Background In the last decade, perturbed metabolism of some sialylated molecules has been described to play an essential role in the pathogenesis of Huntington’s disease (HD). In this context, we have contributed to demonstrate that metabolism of sialic-acid containing glycosphingolipids – gangliosides – is impaired in HD and its modulation results therapeutically effective in HD pre-clinical models. Interestingly, evidence of altered levels of both sialo-glycoproteins and gangliosides suggests an overall perturbed metabolism of sialo-conjugates in HD. Aims The aim of this study is to investigate whether the metabolism of sialic acid is globally impaired in HD and to identify it as novel potential therapeutic target.
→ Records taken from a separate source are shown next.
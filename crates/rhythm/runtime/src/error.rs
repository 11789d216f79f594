use rhythm_sandbox::SandboxError;
use rhythm_transport::TransportError;
use rhythm_types::{
    translate_post_source_code, ErrorCode, ErrorReport, PostId, ValidationError,
};
use serde_json::json;
use thiserror::Error;

/// Errors that end a Rhythm run.
#[derive(Debug, Error)]
pub enum RuntimeError {
    #[error("invalid RunRhythm payload: {0}")]
    InvalidRequest(ValidationError),

    #[error("invalid kindred payload: {0}")]
    InvalidKindred(ValidationError),

    #[error("kindred data did not arrive within {timeout_ms}ms")]
    KindredTimeout { timeout_ms: u64 },

    #[error("a sort is already running")]
    Busy,

    #[error("sandbox error: {source}")]
    Sandbox {
        source: SandboxError,
        post_id: Option<PostId>,
    },

    #[error("post fetch failed: {0}")]
    PostSource(ErrorReport),

    #[error("transport error: {0}")]
    Transport(#[from] TransportError),

    #[error("{stage} panicked: {message}")]
    Panicked { stage: &'static str, message: String },

    #[error("internal error: {0}")]
    Internal(String),
}

impl RuntimeError {
    pub fn sandbox(source: SandboxError, post_id: Option<PostId>) -> Self {
        RuntimeError::Sandbox { source, post_id }
    }

    /// Classify a failed `GetPosts` round-trip.
    ///
    /// Source-specific codes from the data source are folded into the
    /// request-facing `SortRequest_*` codes, keeping the original report.
    pub fn from_post_fetch(err: TransportError) -> Self {
        match err {
            TransportError::Remote(report) => {
                let code = translate_post_source_code(&report.code);
                RuntimeError::PostSource(ErrorReport::new(
                    code,
                    json!({ "message": report.to_string(), "source": report }),
                ))
            }
            other => RuntimeError::Transport(other),
        }
    }

    /// Boundary form of this error.
    pub fn into_report(self) -> ErrorReport {
        match self {
            RuntimeError::InvalidRequest(err) => {
                ErrorReport::with_message(ErrorCode::RunRhythmInvalid, err.to_string())
            }
            RuntimeError::InvalidKindred(err) => {
                ErrorReport::with_message(ErrorCode::KindredInvalid, err.to_string())
            }
            RuntimeError::KindredTimeout { timeout_ms } => ErrorReport::new(
                ErrorCode::KindredTimeout,
                json!({ "timeout_ms": timeout_ms }),
            ),
            RuntimeError::Busy => {
                ErrorReport::with_message(ErrorCode::Busy, "a sort is already running")
            }
            RuntimeError::Sandbox { source, post_id } => source.into_report(post_id),
            RuntimeError::PostSource(report) => report,
            RuntimeError::Transport(err) => err.into_report(),
            RuntimeError::Panicked { stage, message } => ErrorReport::new(
                ErrorCode::Internal,
                json!({ "message": message, "stage": stage }),
            ),
            RuntimeError::Internal(message) => {
                ErrorReport::with_message(ErrorCode::Internal, message)
            }
        }
    }
}

#[cfg(test)]
mod tests {
    use super::*;

    #[test]
    fn post_source_codes_are_translated() {
        let remote = ErrorReport::raw("stream_private", json!({ "message": "hidden" }));
        let report = RuntimeError::from_post_fetch(TransportError::Remote(remote)).into_report();
        assert_eq!(report.code, "SortRequest_private");
        assert_eq!(report.data["source"]["code"], "stream_private");

        let report = RuntimeError::from_post_fetch(TransportError::Remote(ErrorReport::raw(
            "disk_on_fire",
            json!({}),
        )))
        .into_report();
        assert_eq!(report.code, "SortRequest_posts");
    }

    #[test]
    fn transport_failures_keep_transport_codes() {
        let report = RuntimeError::from_post_fetch(TransportError::Closed).into_report();
        assert!(report.is(ErrorCode::TransportClosed));
    }

    #[test]
    fn validation_errors_report_before_anything_runs() {
        let report =
            RuntimeError::InvalidRequest(ValidationError::MissingField("rhythm")).into_report();
        assert!(report.is(ErrorCode::RunRhythmInvalid));
        assert!(report.message().unwrap().contains("rhythm"));
    }
}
Methods In vitro experiments were carried out in immortalized mouse striatal-derived knock-in cells expressing endogenous levels of wild-type (STHdh7/7) or mutant huntingtin (STHdh111/111). All in vivo studies were performed in R6/2 HD mice and in age-matched control littermates. Results Our data demonstrate that expression of a number of enzymes (sialyl-transferases) that are involved in the synthesis of different sialo-conjugates, is significantly impaired in multiple HD pre-clinical models. Preliminary results also indicate that metabolism of sialic acid may be easily modulated in vitro and in vivo and therefore pharmacologically targeted. More studies are in progress to fully clarify the beneficial effects of such modulation. Conclusion Collectively, our results indicate that the metabolism of sialo-conjugates is globally affected in HD and may represent a ‘druggable’ target for developing novel approach for the treatment of the disease.